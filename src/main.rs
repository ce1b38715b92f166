//! provtrack - terminal client for a VM provisioning panel
//!
//! Main entry point: submits VM creations, tracks them to completion and
//! runs quick actions against existing machines.

mod app;
mod config;
mod error;
mod lock;
mod notify;
mod panel_api;
mod refresher;
mod status;
#[cfg(test)]
mod testing;
mod tracker;
mod ui;
mod workflow;

use anyhow::Result;
use app::{App, ConfirmAction, FormField, InputMode};
use clap::Parser;
use config::Args;
use crossterm::{
    event::{self, DisableMouseCapture, EnableMouseCapture, Event, KeyCode, KeyEventKind, KeyModifiers},
    execute,
    terminal::{disable_raw_mode, enable_raw_mode, EnterAlternateScreen, LeaveAlternateScreen},
};
use log::{debug, error, info};
use panel_api::QuickAction;
use ratatui::{backend::CrosstermBackend, Terminal};
use std::{io, time::Duration};

#[tokio::main]
async fn main() -> Result<()> {
    // Initialize logger - defaults to OFF to prevent terminal corruption
    // Set RUST_LOG=debug for debugging
    env_logger::Builder::from_env(env_logger::Env::default().default_filter_or("off")).init();

    let args = Args::parse();
    info!("Starting provtrack against {}", args.url);

    // Build the app before touching the terminal so argument errors print normally
    let mut app = App::new(&args)?;

    // Setup terminal
    enable_raw_mode()?;
    let mut stdout = io::stdout();
    execute!(stdout, EnterAlternateScreen, EnableMouseCapture)?;
    let backend = CrosstermBackend::new(stdout);
    let mut terminal = Terminal::new(backend)?;

    app.initialize();
    let res = run_app(&mut terminal, &mut app).await;

    // Restore terminal
    disable_raw_mode()?;
    execute!(
        terminal.backend_mut(),
        LeaveAlternateScreen,
        DisableMouseCapture
    )?;
    terminal.show_cursor()?;

    if let Err(err) = res {
        error!("Error: {:?}", err);
        println!("{:?}", err)
    }

    info!("provtrack terminated");
    Ok(())
}

async fn run_app<B: ratatui::backend::Backend>(
    terminal: &mut Terminal<B>,
    app: &mut App,
) -> Result<()> {
    loop {
        // Poll for completed background tasks
        app.poll_background_tasks().await;
        app.maybe_check_panel();

        terminal.draw(|frame| ui::draw(frame, app))?;

        if crossterm::event::poll(Duration::from_millis(100))? {
            if let Event::Key(key) = event::read()? {
                if key.kind != KeyEventKind::Press {
                    continue;
                }
                debug!("Key pressed: {:?} in mode: {:?}", key, app.input_mode);

                // Clear message after any key press in normal mode
                if matches!(app.input_mode, InputMode::Normal) && app.message.is_some() {
                    app.clear_message();
                }

                match &app.input_mode {
                    InputMode::Normal => handle_normal_mode(app, key),
                    InputMode::Editing(field) => {
                        let field = *field;
                        handle_editing(app, key, field);
                    }
                    InputMode::Confirmation { action, .. } => {
                        let action = action.clone();
                        handle_confirmation(app, key, action);
                    }
                    InputMode::Help => app.close_modal(),
                }
            }
        }

        if app.should_quit {
            info!("Application quit requested");
            return Ok(());
        }
    }
}

fn handle_normal_mode(app: &mut App, key: event::KeyEvent) {
    match key.code {
        KeyCode::Char('c') if key.modifiers.contains(KeyModifiers::CONTROL) => {
            app.quit();
        }
        KeyCode::Tab | KeyCode::Down => app.focus_next(),
        KeyCode::BackTab | KeyCode::Up => app.focus_previous(),
        KeyCode::Enter => app.start_editing(),
        KeyCode::Char('c') => app.submit_creation(),
        KeyCode::Char('x') => app.cancel_tracking(),
        // Quick actions against the serial field
        KeyCode::Char('s') => app.request_quick_action(QuickAction::Start),
        KeyCode::Char('S') => app.request_quick_action(QuickAction::Stop),
        KeyCode::Char('r') => app.request_quick_action(QuickAction::Reset),
        KeyCode::Char('f') => app.request_quick_action(QuickAction::Refresh),
        KeyCode::Char('?') | KeyCode::Char('h') => app.show_help(),
        KeyCode::Char('q') | KeyCode::Char('Q') => app.quit(),
        _ => {}
    }
}

fn handle_editing(app: &mut App, key: event::KeyEvent, field: FormField) {
    match key.code {
        KeyCode::Enter | KeyCode::Esc => app.stop_editing(),
        KeyCode::Tab => {
            app.stop_editing();
            app.focus_next();
        }
        KeyCode::Backspace => app.input_backspace(field),
        KeyCode::Char(c) => app.input_char(field, c),
        _ => {}
    }
}

fn handle_confirmation(app: &mut App, key: event::KeyEvent, action: ConfirmAction) {
    match key.code {
        KeyCode::Enter | KeyCode::Char('y') | KeyCode::Char('Y') => app.confirm(action),
        KeyCode::Esc | KeyCode::Char('n') | KeyCode::Char('N') => app.cancel_dialog(),
        _ => {}
    }
}
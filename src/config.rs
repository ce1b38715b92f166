//! Runtime configuration
//!
//! Command-line flags (with environment fallbacks) and the timing tunables
//! they resolve to.

use clap::Parser;
use std::time::Duration;

/// Timing knobs shared by the creation workflow, the tracker and the
/// one-shot refresher.
#[derive(Debug, Clone, PartialEq, Eq)]
pub struct TrackerConfig {
    pub poll_interval: Duration,
    pub max_attempts: u32,
    /// Every n-th answered poll posts a "current status" notification.
    pub progress_every: u32,
    pub refresh_delay: Duration,
    pub reload_delay: Duration,
    pub toast_ttl: Duration,
    pub long_toast_ttl: Duration,
    pub tracking_toast_ttl: Duration,
}

impl Default for TrackerConfig {
    fn default() -> Self {
        // 120 polls at 10s is roughly 20 minutes
        TrackerConfig {
            poll_interval: Duration::from_secs(10),
            max_attempts: 120,
            progress_every: 6,
            refresh_delay: Duration::from_secs(4),
            reload_delay: Duration::from_secs(3),
            toast_ttl: Duration::from_millis(2600),
            long_toast_ttl: Duration::from_millis(6000),
            tracking_toast_ttl: Duration::from_millis(4000),
        }
    }
}

#[derive(Debug, Parser)]
#[command(name = "provtrack", version, about)]
pub struct Args {
    /// Base URL of the provisioning panel
    #[arg(long, env = "PROVTRACK_URL", default_value = "http://127.0.0.1:5000")]
    pub url: String,

    /// Admin user for the creation endpoint
    #[arg(long, env = "PROVTRACK_ADMIN_USER", default_value = "admin")]
    pub admin_user: String,

    #[arg(long, env = "PROVTRACK_ADMIN_PASS", hide_env_values = true)]
    pub admin_pass: Option<String>,

    /// Per-request HTTP timeout
    #[arg(long, default_value = "30s", value_parser = humantime::parse_duration)]
    pub request_timeout: Duration,

    /// Delay between status polls of a tracked creation
    #[arg(long, default_value = "10s", value_parser = humantime::parse_duration)]
    pub poll_interval: Duration,

    /// Polls before a creation is reported as timed out
    #[arg(long, default_value_t = 120, value_parser = clap::value_parser!(u32).range(1..))]
    pub max_attempts: u32,

    /// Post a progress notification every n-th poll
    #[arg(long, default_value_t = 6, value_parser = clap::value_parser!(u32).range(1..))]
    pub progress_every: u32,

    /// Wait before the single status check that follows a quick action
    #[arg(long, default_value = "4s", value_parser = humantime::parse_duration)]
    pub refresh_delay: Duration,

    /// Grace period between a successful creation and the reload
    #[arg(long, default_value = "3s", value_parser = humantime::parse_duration)]
    pub reload_delay: Duration,

    /// Default notification lifetime
    #[arg(long, default_value = "2600ms", value_parser = humantime::parse_duration)]
    pub toast_ttl: Duration,
}

impl Args {
    pub fn tracker_config(&self) -> TrackerConfig {
        TrackerConfig {
            poll_interval: self.poll_interval,
            max_attempts: self.max_attempts,
            progress_every: self.progress_every,
            refresh_delay: self.refresh_delay,
            reload_delay: self.reload_delay,
            toast_ttl: self.toast_ttl,
            ..TrackerConfig::default()
        }
    }
}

▶ [WHAT THE EXERCISE ASKS] Please restate, word for word, the lines of the entries that run from the first line through the one holding "mod config;", and add nothing.

▶ [RESULT OF THIS EXERCISE]
filename src/main.rs
repository ce1b38715b92f166
//! provtrack - terminal client for a VM provisioning panel
//!
//! Main entry point: submits VM creations, tracks them to completion and
//! runs quick actions against existing machines.

mod app;
mod config;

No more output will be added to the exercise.